Here's how our previous process worked:

  1. For minor releases (e.g. 10.6.7 → 10.6.8), we would take the previous golden image (a golden image is a snapshot of the disk drive of a machine with the applications, preferences, and settings that we wanted), install it on a workstation, upgrade the OS and possibly upgrade some of the applications. We would then use DeployStudio to take an image of the workstation, and that image would become the new golden image.
  2. For major releases (e.g. 10.5 → 10.6), we would re-create the golden image by hand, manually installing & configuring the individual software. For the Leopard/Snow Leopard transition, my co-worker Kevin Fitzpatrick spent a week painstakingly configuring the new machine. We then took an image using DeployStudio, and that image became the golden image.

This approach had several shortcomings:

  • It was monolithic: if you were a developer, there was no choice: there was only one image. This wasn't so bad when we were strictly a ruby shop, but when we expanded into android and iphone development, the monolithic approach began to show some shortcomings.
  • There was cruft in the image: the golden image had been built up over years.
  • It wasn't clear that the Golden Image would make the jump to Lion: Lion introduced some big changes (e.g. no PPC executables).
  • We were hesitant to approach the developers to ask them what they would like to see on the new image; we worried of re-igniting a Holy War.

We looked for alternatives. We wanted the following features:

  • We wanted to be able to install all (or almost all) of the features automatically (with minimal user intervention)
  • We wanted to be able to pick-and-choose which features were installed; the needs of an Android developer were different than those of an iPhone developer.
  • We want our developers to be happy; sure, they could install the features that they wanted or fix a problem with their workstation, but we want to go a step further: we want to provide the resources they need to write a recipe to minimize the effort the next developer has to go through. [This has been a success: several of our recipes were written in conjunction with developers.]

Testing

Integration tests for the cookbook took several days to set up. We use Faronic's Deep Freeze on a fairly pristine mac mini to ensure that we have a clean machine when we run our chef scripts. Continuous integration has proven invaluable for collaboration, for we quickly learn if a commit has unintended consequences.

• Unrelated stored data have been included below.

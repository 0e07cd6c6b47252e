pub mod cli;
pub mod load_config;
pub mod serve;

pub use cli::{run, Cli, Commands};
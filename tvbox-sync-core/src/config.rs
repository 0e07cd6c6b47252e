use serde::{Deserialize, Serialize};
use std::path::PathBuf;
use tracing::{debug, info};

/// Upstream repository cloned when `TV_GIT` is not set.
pub const DEFAULT_SOURCE_URL: &str = "https://github.com/kimwang1978/tvbox.git";
pub const DEFAULT_BRANCH: &str = "main";
pub const DEFAULT_DOMAIN: &str = "example.com";
pub const DEFAULT_MANIFEST_FILE: &str = "api.json";
pub const DEFAULT_INDEX_FILE: &str = "tvtxt.txt";

/// Proxy variables consulted in order; the first non-empty one wins.
pub const PROXY_ENV_VARS: [&str; 4] = ["HTTP_PROXY", "http_proxy", "HTTPS_PROXY", "https_proxy"];

/// How the remote tree is acquired.
#[derive(Debug, Clone, Copy, PartialEq, Eq, Default, Serialize, Deserialize)]
#[serde(rename_all = "lowercase")]
pub enum TransportKind {
    /// Shallow single-branch `git clone`.
    #[default]
    Clone,
    /// HTTP download of a zip snapshot, then extraction.
    Download,
}

impl std::str::FromStr for TransportKind {
    type Err = String;

    fn from_str(s: &str) -> Result<Self, Self::Err> {
        match s.trim().to_ascii_lowercase().as_str() {
            "clone" | "git" => Ok(TransportKind::Clone),
            "download" | "zip" => Ok(TransportKind::Download),
            other => Err(format!("unknown transport '{other}', expected 'clone' or 'download'")),
        }
    }
}

/// Where and how to fetch the remote tree. Immutable for a run.
#[derive(Debug, Clone, PartialEq, Eq, Serialize, Deserialize)]
pub struct TransportConfig {
    pub kind: TransportKind,
    pub source_url: String,
    pub branch: Option<String>,
    /// Explicit zip URL; derived from `source_url` and `branch` when absent.
    pub archive_url: Option<String>,
    pub proxy: Option<String>,
}

impl TransportConfig {
    pub fn branch_or_default(&self) -> &str {
        self.branch.as_deref().unwrap_or(DEFAULT_BRANCH)
    }

    /// URL of the zip snapshot for the download transport.
    ///
    /// `https://host/owner/repo.git` on branch `main` becomes
    /// `https://host/owner/repo/archive/refs/heads/main.zip`.
    pub fn archive_url(&self) -> String {
        if let Some(url) = &self.archive_url {
            return url.clone();
        }
        let base = self.source_url.trim_end_matches('/');
        let base = base.strip_suffix(".git").unwrap_or(base);
        format!("{}/archive/refs/heads/{}.zip", base, self.branch_or_default())
    }
}

/// Transient locations owned by a single pipeline run.
#[derive(Debug, Clone, PartialEq, Eq, Serialize, Deserialize)]
pub struct ScratchPaths {
    pub dir: PathBuf,
    pub archive: PathBuf,
}

impl Default for ScratchPaths {
    fn default() -> Self {
        Self {
            dir: PathBuf::from("temp_repo"),
            archive: PathBuf::from("temp_repo.zip"),
        }
    }
}

/// Everything one synchronisation run needs, collected once at startup.
#[derive(Debug, Clone, Serialize, Deserialize)]
pub struct SyncConfig {
    pub publish_dir: PathBuf,
    pub scratch: ScratchPaths,
    pub transport: TransportConfig,
    pub domain: String,
    pub manifest_file: String,
    pub index_file: String,
    /// Files removed from the publish root after every merge.
    pub excluded_files: Vec<String>,
}

impl Default for SyncConfig {
    fn default() -> Self {
        Self {
            publish_dir: PathBuf::from("public"),
            scratch: ScratchPaths::default(),
            transport: TransportConfig {
                kind: TransportKind::Clone,
                source_url: DEFAULT_SOURCE_URL.to_string(),
                branch: Some(DEFAULT_BRANCH.to_string()),
                archive_url: None,
                proxy: None,
            },
            domain: DEFAULT_DOMAIN.to_string(),
            manifest_file: DEFAULT_MANIFEST_FILE.to_string(),
            index_file: DEFAULT_INDEX_FILE.to_string(),
            excluded_files: vec!["tvbox.txt".to_string(), "README.md".to_string()],
        }
    }
}

impl SyncConfig {
    pub fn trace_loaded(&self) {
        info!(
            publish_dir = %self.publish_dir.display(),
            scratch_dir = %self.scratch.dir.display(),
            transport = ?self.transport.kind,
            source_url = %self.transport.source_url,
            branch = self.transport.branch_or_default(),
            domain = %self.domain,
            proxy_set = self.transport.proxy.is_some(),
            "Loaded SyncConfig"
        );
        debug!(?self, "SyncConfig loaded (full debug)");
    }
}

/// Picks the proxy from the standard environment variables.
///
/// `lookup` is usually `|k| std::env::var(k).ok()`; tests pass a map instead.
pub fn select_proxy<F>(lookup: F) -> Option<String>
where
    F: Fn(&str) -> Option<String>,
{
    PROXY_ENV_VARS
        .iter()
        .filter_map(|key| lookup(key))
        .map(|value| value.trim().to_string())
        .find(|value| !value.is_empty())
}

/// Hides credentials in a proxy URL before it is logged.
pub fn redact_proxy(proxy: &str) -> String {
    let (scheme, rest) = match proxy.split_once("://") {
        Some((scheme, rest)) => (Some(scheme), rest),
        None => (None, proxy),
    };
    let host = match rest.rsplit_once('@') {
        Some((_, host)) => format!("***@{host}"),
        None => rest.to_string(),
    };
    match scheme {
        Some(scheme) => format!("{scheme}://{host}"),
        None => host,
    }
}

In the more complex chef recipes, we attempt to write tests to test that they [the recipes] have succeeded; sshd_on.rb is a good example of testing that a service (sshd) was correctly started.

Expectations

The chef runs, especially the initial one, are flaky. Our current chef run must download software from over 40 different servers, any one of which being down or having changed the download location can cause a failure. For example, Little CMS, a dependency of ImageMagick, resided on littlecms.com, which was down for a few days. Our integration tests failed during that period.

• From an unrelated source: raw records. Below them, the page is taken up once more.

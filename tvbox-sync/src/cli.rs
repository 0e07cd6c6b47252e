//! Command-line interface for tvbox-sync.
//!
//! `sync` runs the acquisition pipeline from [`tvbox_sync_core`] once;
//! `serve` exposes the publish directory over HTTP. Business logic stays in
//! the core crate, this module only parses arguments, layers configuration
//! and reports the outcome.
//!
//! For programmatic or integration use, build a [`Cli`] and call [`run`].
use crate::load_config::load_config;
use crate::serve::{serve, DEFAULT_HOST, DEFAULT_PORT};
use anyhow::Result;
use clap::{Parser, Subcommand};
use std::path::PathBuf;
use tvbox_sync_core::command::SystemCommandRunner;
use tvbox_sync_core::config::TransportKind;
use tvbox_sync_core::download::transport_for;
use tvbox_sync_core::synchronise::synchronise;

/// CLI for tvbox-sync: mirror a remote tvbox tree and serve it.
#[derive(Parser)]
#[clap(
    name = "tvbox-sync",
    version,
    about = "Synchronise a remote tvbox source tree into a publish directory and serve it"
)]
pub struct Cli {
    #[clap(subcommand)]
    pub command: Commands,
}

#[derive(Subcommand)]
pub enum Commands {
    /// Fetch the remote tree, merge it into the publish directory and rebuild the index
    Sync {
        /// Optional YAML config file; environment variables override it
        #[clap(long)]
        config: Option<PathBuf>,
        /// Acquisition strategy: `clone` or `download`
        #[clap(long)]
        transport: Option<TransportKind>,
        /// Publish directory to merge into
        #[clap(long)]
        publish_dir: Option<PathBuf>,
        /// Domain used in generated index URLs
        #[clap(long)]
        domain: Option<String>,
    },
    /// Serve a directory over HTTP
    Serve {
        #[clap(long, default_value_t = DEFAULT_PORT)]
        port: u16,
        #[clap(long, default_value = "public")]
        dir: PathBuf,
        #[clap(long, default_value = DEFAULT_HOST)]
        host: String,
    },
}

/// Async entrypoint shared by `main` and the integration tests.
pub async fn run(cli: Cli) -> Result<()> {
    tracing::info!("trace_initialised");

    match cli.command {
        Commands::Sync {
            config,
            transport,
            publish_dir,
            domain,
        } => {
            let mut config = load_config(config.as_deref())?;
            if let Some(kind) = transport {
                config.transport.kind = kind;
            }
            if let Some(dir) = publish_dir {
                config.publish_dir = dir;
            }
            if let Some(domain) = domain {
                config.domain = domain;
            }
            config.trace_loaded();

            tracing::info!(command = "sync", "Starting synchronisation process");
            let transport = transport_for(config.transport.kind);
            match synchronise(&config, transport.as_ref(), &SystemCommandRunner).await {
                Ok(report) => {
                    tracing::info!(command = "sync", ?report, "Synchronisation complete");
                    println!(
                        "Synchronised {} files, {} index entries written to {}",
                        report.files_copied,
                        report.index_entries,
                        report.index_path.display()
                    );
                    Ok(())
                }
                Err(e) => {
                    tracing::error!(command = "sync", error = %e, "Synchronisation failed");
                    Err(anyhow::Error::new(e))
                }
            }
        }
        Commands::Serve { port, dir, host } => {
            tracing::info!(command = "serve", port, dir = %dir.display(), %host, "Starting static server");
            tokio::task::spawn_blocking(move || serve(&dir, &host, port)).await?
        }
    }
}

If you encounter a server being down or a file that has moved, please send us a pull request with an updated download location, or just comment-out the broken recipe.

Target Audience

Our target audience is developers, which is great: they understand errors, and often contribute code fixes. Our goal is for Pivotal Ops to provide a framework for Pivotal Engineers to write the recipes that build the workstations they want.

Acknowledgements

I am grateful to Matthew Kocher, who more than anyone helped me write the bulk of the ruby scripts. Also to Sean Beckett, without whose support this would never have happened. And to the many pivots who offered suggestions & help.